Welcome to another installment of these weekly KDnuggets free eBook overviews.
While we have detoured into specialized topics over the past several weeks, including some which are more advanced in nature, we felt it was time to bring it back to basics, and have a look at a book on foundational machine learning concepts. This week we introduce Understanding Machine Learning: From Theory to Algorithms, by Shai Shalev-Shwartz and Shai Ben-David.
Directly from the book’s website:
The aim of this textbook is to introduce machine learning, and the algorithmic paradigms it offers, in a principled way. The book provides a theoretical account of the fundamentals underlying machine learning and the mathematical derivations that transform these principles into practical algorithms. Following a presentation of the basics, the book covers a wide array of central topics unaddressed by previous textbooks.
Designed for advanced undergraduates or beginning graduates, the text makes the fundamentals and algorithms of machine learning accessible to students and non-expert readers in statistics, computer science, mathematics and engineering.

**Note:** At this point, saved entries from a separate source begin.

impl Block {
    fn write_into(&self, matrix: &mut DistanceMatrix) {
        let cols = self.destinations.len();
        for (o, row) in self.origins.clone().enumerate() {
            for (d, col) in self.destinations.clone().enumerate() {
                matrix.set(row, col, self.values[o * cols + d]);
            }
        }
    }
}

impl<S: MatrixRoutingService + 'static> RoutingMatrixProvider<S> {
    /// Creates a provider that owns its service.
    pub fn new(service: S, config: ProviderConfig) -> Result<Self> {
        Self::from_shared(Arc::new(service), config)
    }

    /// Creates a provider over a service shared with other callers.
    pub fn from_shared(service: Arc<S>, config: ProviderConfig) -> Result<Self> {
        config.validate()?;
        Ok(Self { service, config })
    }

    /// Returns the acquisition settings.
    pub fn config(&self) -> &ProviderConfig {
        &self.config
    }

    /// Returns the underlying routing service.
    pub fn service(&self) -> &Arc<S> {
        &self.service
    }

    /// Builds the full travel-cost matrix for `points`, indexed by position.
    ///
    /// The result is returned as received: it may be asymmetric.
    #[instrument(skip_all, fields(points = points.len()))]
    pub async fn acquire(&self, points: &[Point]) -> Result<DistanceMatrix> {
        let n = points.len();
        if n == 0 {
            return Ok(DistanceMatrix::new(0));
        }

        let coords: Arc<[Coordinate]> = points.iter().map(Point::coordinate).collect();
        let chunks = chunk_ranges(n, self.config.max_points_per_request);
        let mut blocks = chunks
            .iter()
            .flat_map(|o| chunks.iter().map(move |d| (o.clone(), d.clone())))
            .collect::<Vec<_>>()
            .into_iter();
        info!(
            chunks = chunks.len(),
            requests = chunks.len() * chunks.len(),
            "acquiring travel-cost matrix"
        );

        let mut matrix = DistanceMatrix::new(n);
        let mut tasks = JoinSet::new();
        let mut submitted = 0usize;

        loop {
            while tasks.len() < self.config.max_concurrent_requests {
                let Some((origins, destinations)) = blocks.next() else {
                    break;
                };
                if submitted > 0 && !self.config.inter_request_delay.is_zero() {
                    sleep(self.config.inter_request_delay).await;
                }
                submitted += 1;

                let service = Arc::clone(&self.service);
                let coords = Arc::clone(&coords);
                let config = self.config.clone();
                tasks.spawn(async move {
                    request_block(service.as_ref(), &coords, origins, destinations, &config).await
                });
            }

            let Some(joined) = tasks.join_next().await else {
                break;
            };
            let outcome = joined.map_err(|e| ClusterError::TaskAborted(e.to_string()));
            match outcome.and_then(|block| block) {
                Ok(block) => block.write_into(&mut matrix),
                Err(e) => {
                    warn!(error = %e, outstanding = tasks.len(), "aborting matrix acquisition");
                    tasks.abort_all();
                    return Err(e);
                }
            }
        }

        debug!(requests = submitted, "travel-cost matrix complete");
        Ok(matrix)
    }
}

/// Contiguous ranges of at most `limit` positions covering `0..n`.
fn chunk_ranges(n: usize, limit: usize) -> Vec<Range<usize>> {
    (0..n)
        .step_by(limit)
        .map(|start| start..(start + limit).min(n))
        .collect()
}

async fn request_block<S: MatrixRoutingService + ?Sized>(
    service: &S,
    coords: &[Coordinate],
    origins: Range<usize>,
    destinations: Range<usize>,
    config: &ProviderConfig,
) -> Result<Block> {
    let job = service
        .submit(&coords[origins.clone()], &coords[destinations.clone()])
        .await?;
    debug!(%job, ?origins, ?destinations, "matrix block submitted");

    match timeout(config.job_deadline, wait_until_done(service, &job, config)).await {
        Ok(done) => done?,
        Err(_) => {
            return Err(ClusterError::Timeout {
                job_id: job.to_string(),
                waited: config.job_deadline,
            })
        }
    }

    let records = service.fetch(&job).await?;
    let values = records_to_grid(&records, origins.len(), destinations.len())?;
    Ok(Block {
        origins,
        destinations,
        values,
    })
}

async fn wait_until_done<S: MatrixRoutingService + ?Sized>(
    service: &S,
    job: &JobId,
    config: &ProviderConfig,
) -> Result<()> {
    let mut delay = config.backoff.initial;
    loop {
        match service.status(job).await? {
            JobStatus::Completed => return Ok(()),
            JobStatus::Failed(payload) => {
                return Err(ClusterError::JobFailed {
                    job_id: job.to_string(),
                    payload,
                })
            }
            JobStatus::Pending => {
                debug!(%job, ?delay, "job pending");
                sleep(delay).await;
                delay = config.backoff.next_delay(delay);
            }
        }
    }
}

#[cfg(test)]
mod tests {
    use std::sync::atomic::{AtomicUsize, Ordering};
    use std::time::Duration;

    use async_trait::async_trait;

    use super::*;
    use crate::models::Priority;
    use crate::provider::{BackoffPolicy, CostRecord, GreatCircleService};

    fn points(n: usize) -> Vec<Point> {
        (0..n)
            .map(|i| {
                let lat = 40.0 + (i % 7) as f64 * 0.013;
                let lon = -3.0 + (i / 7) as f64 * 0.021;
                Point::new(i, lat, lon, Priority::default())
            })
            .collect()
    }

    fn fast_config(limit: usize) -> ProviderConfig {
        ProviderConfig::default()
            .with_max_points_per_request(limit)
            .with_inter_request_delay(Duration::ZERO)
            .with_backoff(BackoffPolicy::fixed(Duration::from_millis(1)))
            .with_job_deadline(Duration::from_secs(5))
    }

    /// Wraps a service and tampers with one job.
    struct Faulty {
        inner: GreatCircleService,
        target_job: usize,
        fault: Fault,
        statuses: AtomicUsize,
    }

    #[derive(Clone, Copy)]
    enum Fault {
        FailJob,
        RejectSubmit,
        DropRecord,
        NeverFinish,
    }

    impl Faulty {
        fn new(fault: Fault, target_job: usize) -> Self {
            Self {
                inner: GreatCircleService::new(100),
                target_job,
                fault,
                statuses: AtomicUsize::new(0),
            }
        }

        fn is_target(&self, job: &JobId) -> bool {
            job.as_str() == format!("gc-{}", self.target_job)
        }
    }

    #[async_trait]
    impl MatrixRoutingService for Faulty {
        async fn submit(&self, origins: &[Coordinate], destinations: &[Coordinate]) -> Result<JobId> {
            if matches!(self.fault, Fault::RejectSubmit)
                && self.inner.submissions() == self.target_job
            {
                return Err(ClusterError::Submission {
                    status: 429,
                    body: "rate limited".into(),
                });
            }
            self.inner.submit(origins, destinations).await
        }

        async fn status(&self, job: &JobId) -> Result<JobStatus> {
            self.statuses.fetch_add(1, Ordering::SeqCst);
            if self.is_target(job) {
                match self.fault {
                    Fault::FailJob => return Ok(JobStatus::Failed("no route".into())),
                    Fault::NeverFinish => return Ok(JobStatus::Pending),
                    _ => {}
                }
            }
            self.inner.status(job).await
        }

        async fn fetch(&self, job: &JobId) -> Result<Vec<CostRecord>> {
            let mut records = self.inner.fetch(job).await?;
            if matches!(self.fault, Fault::DropRecord) && self.is_target(job) {
                records.pop();
            }
            Ok(records)
        }
    }

    #[test]
    fn test_chunk_ranges() {
        assert_eq!(chunk_ranges(5, 2), vec![0..2, 2..4, 4..5]);
        assert_eq!(chunk_ranges(4, 4), vec![0..4]);
        assert_eq!(chunk_ranges(3, 10), vec![0..3]);
        assert!(chunk_ranges(0, 3).is_empty());
    }

    #[tokio::test]
    async fn test_single_chunk() {
        let pts = points(6);
        let provider = RoutingMatrixProvider::new(GreatCircleService::new(6), fast_config(6))
            .expect("valid config");
        let m = provider.acquire(&pts).await.expect("acquired");
        assert_eq!(m.size(), 6);
        assert_eq!(provider.service().submissions(), 1);
        for i in 0..6 {
            assert_eq!(m.get(i, i), 0.0);
            for j in 0..6 {
                let expected = pts[i].coordinate().haversine_to(&pts[j].coordinate());
                assert!((m.get(i, j) - expected).abs() < 1e-9);
            }
        }
    }

    #[tokio::test]
    async fn test_chunk_size_invariance() {
        let pts = points(30);
        let whole = RoutingMatrixProvider::new(GreatCircleService::new(30), fast_config(30))
            .expect("valid config")
            .acquire(&pts)
            .await
            .expect("acquired");

        let chunked_provider =
            RoutingMatrixProvider::new(GreatCircleService::new(13), fast_config(13))
                .expect("valid config");
        let chunked = chunked_provider.acquire(&pts).await.expect("acquired");

        // ⌈30/13⌉ = 3 chunks → 9 block requests.
        assert_eq!(chunked_provider.service().submissions(), 9);
        assert_eq!(whole, chunked);
    }

    #[tokio::test]
    async fn test_concurrent_blocks_match_sequential() {
        let pts = points(17);
        let sequential = RoutingMatrixProvider::new(GreatCircleService::new(5), fast_config(5))
            .expect("valid config")
            .acquire(&pts)
            .await
            .expect("acquired");
        let service = GreatCircleService::new(5).with_pending_polls(2);
        let concurrent =
            RoutingMatrixProvider::new(service, fast_config(5).with_max_concurrent_requests(4))
                .expect("valid config")
                .acquire(&pts)
                .await
                .expect("acquired");
        assert_eq!(sequential, concurrent);
    }

    #[tokio::test]
    async fn test_empty_points_make_no_requests() {
        let provider = RoutingMatrixProvider::new(GreatCircleService::new(3), fast_config(3))
            .expect("valid config");
        let m = provider.acquire(&[]).await.expect("empty");
        assert_eq!(m.size(), 0);
        assert_eq!(provider.service().submissions(), 0);
    }

    #[tokio::test]
    async fn test_failed_job_aborts() {
        let provider = RoutingMatrixProvider::new(Faulty::new(Fault::FailJob, 2), fast_config(4))
            .expect("valid config");
        let err = provider.acquire(&points(10)).await.unwrap_err();
        match err {
            ClusterError::JobFailed { job_id, payload } => {
                assert_eq!(job_id, "gc-2");
                assert_eq!(payload, "no route");
            }
            other => panic!("unexpected error {other:?}"),
        }
        // Sequential mode stops submitting after the failure.
        assert_eq!(provider.service().inner.submissions(), 3);
    }

    #[tokio::test]
    async fn test_rejected_submission_aborts() {
        let provider =
            RoutingMatrixProvider::new(Faulty::new(Fault::RejectSubmit, 1), fast_config(4))
                .expect("valid config");
        let err = provider.acquire(&points(8)).await.unwrap_err();
        assert!(matches!(err, ClusterError::Submission { status: 429, .. }));
    }

    #[tokio::test]
    async fn test_concurrent_failure_aborts() {
        let config = fast_config(3).with_max_concurrent_requests(3);
        let provider = RoutingMatrixProvider::new(Faulty::new(Fault::FailJob, 0), config)
            .expect("valid config");
        let err = provider.acquire(&points(9)).await.unwrap_err();
        assert!(matches!(err, ClusterError::JobFailed { .. }));
    }

    #[tokio::test]
    async fn test_incomplete_block_is_integrity_error() {
        let provider = RoutingMatrixProvider::new(Faulty::new(Fault::DropRecord, 0), fast_config(4))
            .expect("valid config");
        let err = provider.acquire(&points(4)).await.unwrap_err();
        assert!(matches!(err, ClusterError::DataIntegrity(_)));
    }

    #[tokio::test]
    async fn test_job_deadline() {
        let config = fast_config(4).with_job_deadline(Duration::from_millis(30));
        let provider = RoutingMatrixProvider::new(Faulty::new(Fault::NeverFinish, 0), config)
            .expect("valid config");
        let err = provider.acquire(&points(3)).await.unwrap_err();
        match err {
            ClusterError::Timeout { job_id, waited } => {
                assert_eq!(job_id, "gc-0");
                assert_eq!(waited, Duration::from_millis(30));
            }
            other => panic!("unexpected error {other:?}"),
        }
        assert!(provider.service().statuses.load(Ordering::SeqCst) > 1);
    }

    #[tokio::test(start_paused = true)]
    async fn test_inter_request_delay_paces_submissions() {
        // 2 chunks → 4 blocks, with a pause before each block after the first.
        let config = fast_config(2).with_inter_request_delay(Duration::from_secs(1));
        let provider =
            RoutingMatrixProvider::new(GreatCircleService::new(2), config).expect("valid config");

        let start = tokio::time::Instant::now();
        let m = provider.acquire(&points(4)).await.expect("acquired");
        assert_eq!(m.size(), 4);
        assert_eq!(provider.service().submissions(), 4);
        assert_eq!(start.elapsed(), Duration::from_secs(3));
    }

    #[tokio::test(start_paused = true)]
    async fn test_poll_waits_follow_exponential_backoff() {
        // Three pending polls wait 100ms, 200ms, then the 250ms ceiling.
        let backoff = BackoffPolicy::exponential(
            Duration::from_millis(100),
            2.0,
            Duration::from_millis(250),
        );
        let config = fast_config(4).with_backoff(backoff);
        let service = GreatCircleService::new(4).with_pending_polls(3);
        let provider = RoutingMatrixProvider::new(service, config).expect("valid config");

        let start = tokio::time::Instant::now();
        provider.acquire(&points(3)).await.expect("acquired");
        assert_eq!(start.elapsed(), Duration::from_millis(550));
    }

    #[test]
    fn test_invalid_config_rejected() {
        let result = RoutingMatrixProvider::new(GreatCircleService::new(3), fast_config(0));
        assert!(matches!(result, Err(ClusterError::InvalidConfig(_))));
    }
}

This book is explanatory in nature, and focuses on the theory of a variety of machine learning concepts. There is no code to see here; you aren’t writing algorithms from scratch, nor are you using existing libraries to implement any. This is strictly for learning theory.
The book is split into four distinct parts, as outlined below:
Part I: Foundations
- A gentle start
- A formal learning model
- Learning via uniform convergence
- The bias-complexity trade-off
- The VC-dimension
- Non-uniform learnability
- The runtime of learning
Part II: From Theory to Algorithms
- Linear predictors
- Model selection and validation
- Convex learning problems
- Regularization and stability
- Stochastic gradient descent
- Support vector machines
- Kernel methods
- Multiclass, ranking, and complex prediction problems
- Decision trees
- Nearest neighbor
- Neural networks
Part III: Additional Learning Models
- Online learning
- Dimensionality reduction
- Generative models
- Feature selection and generation
Part IV: Advanced Theory
- Rademacher complexities
- Covering numbers
- Proof of the fundamental theorem of learning theory
- Multiclass learnability
- Compression bounds
In its introduction, the book sets out the following pair of goals:
The first goal of this book is to provide a rigorous, yet easy to follow, introduction to the main concepts underlying machine learning: What is learning? How can a machine learn? How do we quantify the resources needed to learn a given concept? Is learning always possible? Can we know if the learning process succeeded or failed?

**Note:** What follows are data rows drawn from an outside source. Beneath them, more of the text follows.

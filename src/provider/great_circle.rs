//! In-process matrix service backed by great-circle distances.

use std::collections::HashMap;
use std::sync::atomic::{AtomicUsize, Ordering};

use async_trait::async_trait;
use tokio::sync::Mutex;

use super::protocol::{CostRecord, JobId, JobStatus, MatrixRoutingService};
use crate::error::{ClusterError, Result};
use crate::models::Coordinate;

struct Job {
    records: Vec<CostRecord>,
    polls_left: usize,
}

/// Computes haversine distances (meters) locally while speaking the
/// asynchronous job protocol.
///
/// Useful for offline runs and for exercising chunking: submissions larger
/// than the configured point limit are rejected with status 400, the same
/// way a size-limited provider would.
///
/// # Examples
///
/// ```
/// use u_cluster::models::Coordinate;
/// use u_cluster::provider::{GreatCircleService, JobStatus, MatrixRoutingService};
///
/// # tokio::runtime::Builder::new_current_thread().build().unwrap().block_on(async {
/// let service = GreatCircleService::new(10);
/// let stops = [Coordinate::new(0.0, 0.0), Coordinate::new(0.0, 1.0)];
/// let job = service.submit(&stops, &stops).await.unwrap();
/// assert_eq!(service.status(&job).await.unwrap(), JobStatus::Completed);
/// assert_eq!(service.fetch(&job).await.unwrap().len(), 4);
/// # });
/// ```
pub struct GreatCircleService {
    max_points: usize,
    pending_polls: usize,
    next_id: AtomicUsize,
    jobs: Mutex<HashMap<JobId, Job>>,
}

impl GreatCircleService {
    /// Creates a service accepting at most `max_points` origins and
    /// destinations per submission.
    pub fn new(max_points: usize) -> Self {
        Self {
            max_points,
            pending_polls: 0,
            next_id: AtomicUsize::new(0),
            jobs: Mutex::new(HashMap::new()),
        }
    }

    /// Reports each job as pending for the given number of status polls.
    pub fn with_pending_polls(mut self, polls: usize) -> Self {
        self.pending_polls = polls;
        self
    }

    /// Number of jobs submitted so far.
    pub fn submissions(&self) -> usize {
        self.next_id.load(Ordering::SeqCst)
    }
}

#[async_trait]
impl MatrixRoutingService for GreatCircleService {
    async fn submit(&self, origins: &[Coordinate], destinations: &[Coordinate]) -> Result<JobId> {
        if origins.len() > self.max_points || destinations.len() > self.max_points {
            return Err(ClusterError::Submission {
                status: 400,
                body: format!(
                    "{}x{} exceeds the {} point limit",
                    origins.len(),
                    destinations.len(),
                    self.max_points
                ),
            });
        }

        let records = origins
            .iter()
            .enumerate()
            .flat_map(|(o, from)| {
                destinations
                    .iter()
                    .enumerate()
                    .map(move |(d, to)| CostRecord::new(o, d, from.haversine_to(to)))
            })
            .collect();

        let id = JobId::new(format!("gc-{}", self.next_id.fetch_add(1, Ordering::SeqCst)));
        self.jobs.lock().await.insert(
            id.clone(),
            Job {
                records,
                polls_left: self.pending_polls,
            },
        );
        Ok(id)
    }

    async fn status(&self, job: &JobId) -> Result<JobStatus> {
        let mut jobs = self.jobs.lock().await;
        let entry = jobs
            .get_mut(job)
            .ok_or_else(|| ClusterError::Protocol(format!("unknown job {job}")))?;
        if entry.polls_left > 0 {
            entry.polls_left -= 1;
            return Ok(JobStatus::Pending);
        }
        Ok(JobStatus::Completed)
    }

    /// Hands out the records of a completed job and forgets the job.
    async fn fetch(&self, job: &JobId) -> Result<Vec<CostRecord>> {
        let mut jobs = self.jobs.lock().await;
        match jobs.get(job).map(|entry| entry.polls_left) {
            Some(0) => Ok(jobs.remove(job).map(|entry| entry.records).unwrap_or_default()),
            Some(_) => Err(ClusterError::Protocol(format!("job {job} is not completed"))),
            None => Err(ClusterError::Protocol(format!("unknown job {job}"))),
        }
    }
}
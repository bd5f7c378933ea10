//! Metric multidimensional scaling by stress majorization (SMACOF).
//!
//! # Algorithm
//!
//! Starting from random coordinates `X`, repeatedly apply the Guttman
//! transform with unit weights:
//!
//! ```text
//! B_ij = −δ_ij / d_ij(X)   (i ≠ j, d_ij > 0; 0 otherwise)
//! B_ii = −Σ_{j≠i} B_ij
//! X'   = B(X) · X / n
//! ```
//!
//! which never increases raw stress `Σ_{i<j} (d_ij(X) − δ_ij)²`. Iteration
//! stops when the relative stress decrease falls below the tolerance or the
//! iteration cap is reached. Several random starts are run and the lowest
//! stress embedding is kept.
//!
//! # Reference
//!
//! de Leeuw, J. (1977). "Applications of convex analysis to multidimensional
//! scaling", *Recent Developments in Statistics*, 133-146.

use rand::rngs::StdRng;
use rand::{Rng, SeedableRng};

use crate::distance::DistanceMatrix;

/// Points embedded in a low-dimensional Euclidean space.
#[derive(Debug, Clone, PartialEq)]
pub struct Embedding {
    /// Row-major `n × dimensions` coordinates.
    pub coords: Vec<f64>,
    pub dimensions: usize,
    /// Raw stress of the embedding.
    pub stress: f64,
    pub iterations: usize,
    pub converged: bool,
}

impl Embedding {
    /// Coordinates of point `i`.
    pub fn point(&self, i: usize) -> &[f64] {
        &self.coords[i * self.dimensions..(i + 1) * self.dimensions]
    }

    pub fn len(&self) -> usize {
        if self.dimensions == 0 {
            0
        } else {
            self.coords.len() / self.dimensions
        }
    }

    pub fn is_empty(&self) -> bool {
        self.coords.is_empty()
    }
}

/// SMACOF solver settings.
#[derive(Debug, Clone)]
pub struct Smacof {
    pub dimensions: usize,
    pub max_iterations: usize,
    /// Relative stress decrease below which iteration stops.
    pub tolerance: f64,
    pub restarts: usize,
    pub seed: u64,
}

impl Default for Smacof {
    fn default() -> Self {
        Self {
            dimensions: 2,
            max_iterations: 300,
            tolerance: 1e-3,
            restarts: 4,
            seed: 42,
        }
    }
}

impl Smacof {
    /// Embeds the points described by the dissimilarity matrix `delta`.
    ///
    /// `delta` must be symmetric with a zero diagonal.
    pub fn embed(&self, delta: &DistanceMatrix) -> Embedding {
        let n = delta.size();
        let p = self.dimensions;
        if n <= 1 {
            return Embedding {
                coords: vec![0.0; n * p],
                dimensions: p,
                stress: 0.0,
                iterations: 0,
                converged: true,
            };
        }

        let mut rng = StdRng::seed_from_u64(self.seed);
        let mut random_start = || -> Vec<f64> { (0..n * p).map(|_| rng.random::<f64>()).collect() };

        let mut best = self.run_single(delta, random_start());
        for _ in 1..self.restarts {
            let candidate = self.run_single(delta, random_start());
            if candidate.stress < best.stress {
                best = candidate;
            }
        }
        best
    }

    fn run_single(&self, delta: &DistanceMatrix, mut x: Vec<f64>) -> Embedding {
        let n = delta.size();
        let p = self.dimensions;
        let mut dist = pairwise(&x, n, p);
        let mut stress = raw_stress(&dist, delta);
        let mut iterations = 0;
        let mut converged = false;

        while iterations < self.max_iterations {
            iterations += 1;
            x = guttman_transform(&x, &dist, delta, n, p);
            dist = pairwise(&x, n, p);
            let next = raw_stress(&dist, delta);
            let improvement = stress - next;
            stress = next;
            if stress <= f64::EPSILON || improvement <= self.tolerance * (stress + improvement) {
                converged = true;
                break;
            }
        }

        Embedding {
            coords: x,
            dimensions: p,
            stress,
            iterations,
            converged,
        }
    }
}

fn pairwise(x: &[f64], n: usize, p: usize) -> Vec<f64> {
    let mut d = vec![0.0; n * n];
    for i in 0..n {
        for j in (i + 1)..n {
            let sq: f64 = (0..p).map(|c| (x[i * p + c] - x[j * p + c]).powi(2)).sum();
            let v = sq.sqrt();
            d[i * n + j] = v;
            d[j * n + i] = v;
        }
    }
    d
}

fn raw_stress(dist: &[f64], delta: &DistanceMatrix) -> f64 {
    let n = delta.size();
    let mut s = 0.0;
    for i in 0..n {
        for j in (i + 1)..n {
            s += (dist[i * n + j] - delta.get(i, j)).powi(2);
        }
    }
    s
}

fn guttman_transform(x: &[f64], dist: &[f64], delta: &DistanceMatrix, n: usize, p: usize) -> Vec<f64> {
    let mut out = vec![0.0; n * p];
    for i in 0..n {
        let mut diag = 0.0;
        for j in (0..n).filter(|&j| j != i) {
            let d = dist[i * n + j];
            let ratio = if d > 0.0 { delta.get(i, j) / d } else { 0.0 };
            diag += ratio;
            for c in 0..p {
                out[i * p + c] -= ratio * x[j * p + c];
            }
        }
        for c in 0..p {
            out[i * p + c] += diag * x[i * p + c];
        }
    }
    for v in &mut out {
        *v /= n as f64;
    }
    out
}

#[cfg(test)]
mod tests {
    use super::*;

    fn euclidean(points: &[(f64, f64)]) -> DistanceMatrix {
        let n = points.len();
        let mut dm = DistanceMatrix::new(n);
        for i in 0..n {
            for j in 0..n {
                let (dx, dy) = (points[i].0 - points[j].0, points[i].1 - points[j].1);
                dm.set(i, j, (dx * dx + dy * dy).sqrt());
            }
        }
        dm
    }

    fn embedded_distance(e: &Embedding, i: usize, j: usize) -> f64 {
        e.point(i)
            .iter()
            .zip(e.point(j))
            .map(|(a, b)| (a - b).powi(2))
            .sum::<f64>()
            .sqrt()
    }

    #[test]
    fn test_recovers_planar_configuration() {
        let points = [(0.0, 0.0), (3.0, 0.0), (0.0, 4.0), (3.0, 4.0), (1.5, 2.0)];
        let delta = euclidean(&points);
        let smacof = Smacof {
            max_iterations: 1000,
            tolerance: 1e-9,
            ..Smacof::default()
        };
        let e = smacof.embed(&delta);
        assert_eq!(e.len(), 5);
        assert!(e.stress < 1e-2, "stress {}", e.stress);
        assert!((embedded_distance(&e, 0, 3) - 5.0).abs() < 0.1);
    }

    #[test]
    fn test_deterministic_for_seed() {
        let delta = euclidean(&[(0.0, 0.0), (1.0, 0.0), (5.0, 5.0), (6.0, 5.0)]);
        let a = Smacof::default().embed(&delta);
        let b = Smacof::default().embed(&delta);
        assert_eq!(a, b);
    }

    #[test]
    fn test_degenerate_inputs() {
        let e = Smacof::default().embed(&DistanceMatrix::new(0));
        assert!(e.is_empty());
        let e = Smacof::default().embed(&DistanceMatrix::new(1));
        assert_eq!(e.coords, vec![0.0, 0.0]);

        // All-zero dissimilarities collapse to a single location.
        let e = Smacof::default().embed(&DistanceMatrix::new(3));
        assert!(e.converged);
        assert!(embedded_distance(&e, 0, 2) < 1e-9);
    }

    #[test]
    fn test_stress_never_increases() {
        let delta = euclidean(&[(0.0, 0.0), (2.0, 1.0), (4.0, 0.0), (1.0, 3.0)]);
        let smacof = Smacof::default();
        let init = vec![0.1, 0.9, 0.4, 0.3, 0.8, 0.2, 0.5, 0.6];
        let mut x = init;
        let mut dist = pairwise(&x, 4, 2);
        let mut prev = raw_stress(&dist, &delta);
        for _ in 0..20 {
            x = guttman_transform(&x, &dist, &delta, 4, smacof.dimensions);
            dist = pairwise(&x, 4, 2);
            let s = raw_stress(&dist, &delta);
            assert!(s <= prev + 1e-9);
            prev = s;
        }
    }
}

The second goal of this book is to present several key machine learning algorithms. We chose to present algorithms that on one hand are successfully used in practice and on the other hand give a wide spectrum of different learning techniques.
During the course of explaining its concepts, the book relies heavily on maths in doing so. In reality, thoroughly understanding the theoretical underpinnings of these machine learning concepts is not possible without mathematics, but this is often a surprise and can be overwhelming to some, so consider yourself warned.
Once the possible shock of math-heavy theory wears off, you will find thorough treatments of topics from bias-variance trade-off to linear regression to model validation strategies to model boosting to kernel methods to prediction problems and beyond. And the benefit of such a thorough treatment is that your understanding will go deeper than just grasping the abstract intuition.
You can directly download a PDF of the book here.
If you are in the market for a rigorous deep dive into learning concepts and the theory of deep learning, be sure to add Understanding Machine Learning: From Theory to Algorithms to your short list.